As one manifestation of such behavior, a skin or sheath forms around a plasma when it is in contact with a solid surface. Plasma sheaths, like so many collective effects in plasma, can be either a blessing or a curse to the engineers who try to put this elusive state of matter to work for them. When a plasma is created above a semiconducting wafer in a microprocessing fab, the strong electric fields in the sheath at the wafer's surface accelerate plasma ions nearly straight downward, and some of them zip through the gaps in a "photoresist," or mask, that bears the pattern of an integrated circuit. Those ions crash into the silicon-based material and pump energy into the chemical reactions that etch the narrow, deep trenches-often less than a micron across-out of which the circuits are made. Earlier techniques, based on wet chemistry, tended to undercut the trench walls and couldn't pack as much memory and logic circuitry onto a wafer.

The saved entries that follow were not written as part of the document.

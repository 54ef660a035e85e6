//! Data-driven game balance
//!
//! The resolver and the transition engine never read ambient globals; both
//! take a [`Tuning`] reference, so the core stays unit-testable without a
//! rendering context and hosts can ship balance data as JSON.

use serde::{Deserialize, Serialize};

use crate::consts::*;

/// Immutable gameplay configuration shared by the resolver and the engine
#[derive(Debug, Clone, PartialEq, Eq, Serialize, Deserialize)]
pub struct Tuning {
    /// Grid cell width in pixels
    pub cell_width: i32,
    /// Grid cell height in pixels
    pub cell_height: i32,
    /// Arena width in cells
    pub arena_cols: i32,
    /// Arena height in cells
    pub arena_rows: i32,
    /// Sprite sheet row height; the gravity divisor
    pub sprite_height: i32,
    /// Horizontal walk speed (pixels per tick)
    pub move_speed: i32,
    /// Stair climb speed (pixels per tick)
    pub climb_speed: i32,
    /// Countdown before the run times out (ticks)
    pub time_limit_ticks: u32,
    /// Points for collecting an egg
    pub egg_score: u32,
    /// Points for collecting a food item
    pub food_score: u32,
}

impl Default for Tuning {
    fn default() -> Self {
        Self {
            cell_width: CELL_WIDTH,
            cell_height: CELL_HEIGHT,
            arena_cols: ARENA_COLS,
            arena_rows: ARENA_ROWS,
            sprite_height: SPRITE_HEIGHT,
            move_speed: MOVE_SPEED,
            climb_speed: CLIMB_SPEED,
            time_limit_ticks: TIME_LIMIT_TICKS,
            egg_score: EGG_SCORE,
            food_score: FOOD_SCORE,
        }
    }
}

impl Tuning {
    /// Downward acceleration applied each airborne tick
    #[inline]
    pub fn gravity(&self) -> i32 {
        self.cell_height / self.sprite_height
    }

    /// Upward impulse applied on jump; doubles as the terminal fall speed
    #[inline]
    pub fn jump_impulse(&self) -> i32 {
        self.cell_height / 2
    }

    /// Arena width in pixels
    #[inline]
    pub fn arena_width(&self) -> i32 {
        self.arena_cols * self.cell_width
    }

    /// Arena height in pixels
    #[inline]
    pub fn arena_height(&self) -> i32 {
        self.arena_rows * self.cell_height
    }
}

#[cfg(test)]
mod tests {
    use super::*;

    #[test]
    fn default_derived_values() {
        let tuning = Tuning::default();
        assert_eq!(tuning.gravity(), 2);
        assert_eq!(tuning.jump_impulse(), 16);
        assert_eq!(tuning.arena_width(), 640);
        assert_eq!(tuning.arena_height(), 480);
    }

    #[test]
    fn round_trips_through_json() {
        let tuning = Tuning {
            move_speed: 6,
            ..Tuning::default()
        };
        let json = serde_json::to_string(&tuning).expect("serialize");
        let restored: Tuning = serde_json::from_str(&json).expect("deserialize");
        assert_eq!(restored, tuning);
    }
}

Related methods are supplementing and supplanting wet chemistry in applying thin, high-quality coatings to everything from jet engine components to human prosthetics. Unfortunately, the physics of a plasma's edge doesn't always spin a happy tale for the engineers, and such boundary effects can cause withering problems for plasma applications in other settings: When high-energy particles hurtle from hot fusion plasmas, they can knock cold particles loose from the container's walls, quenching and contaminating the plasma within.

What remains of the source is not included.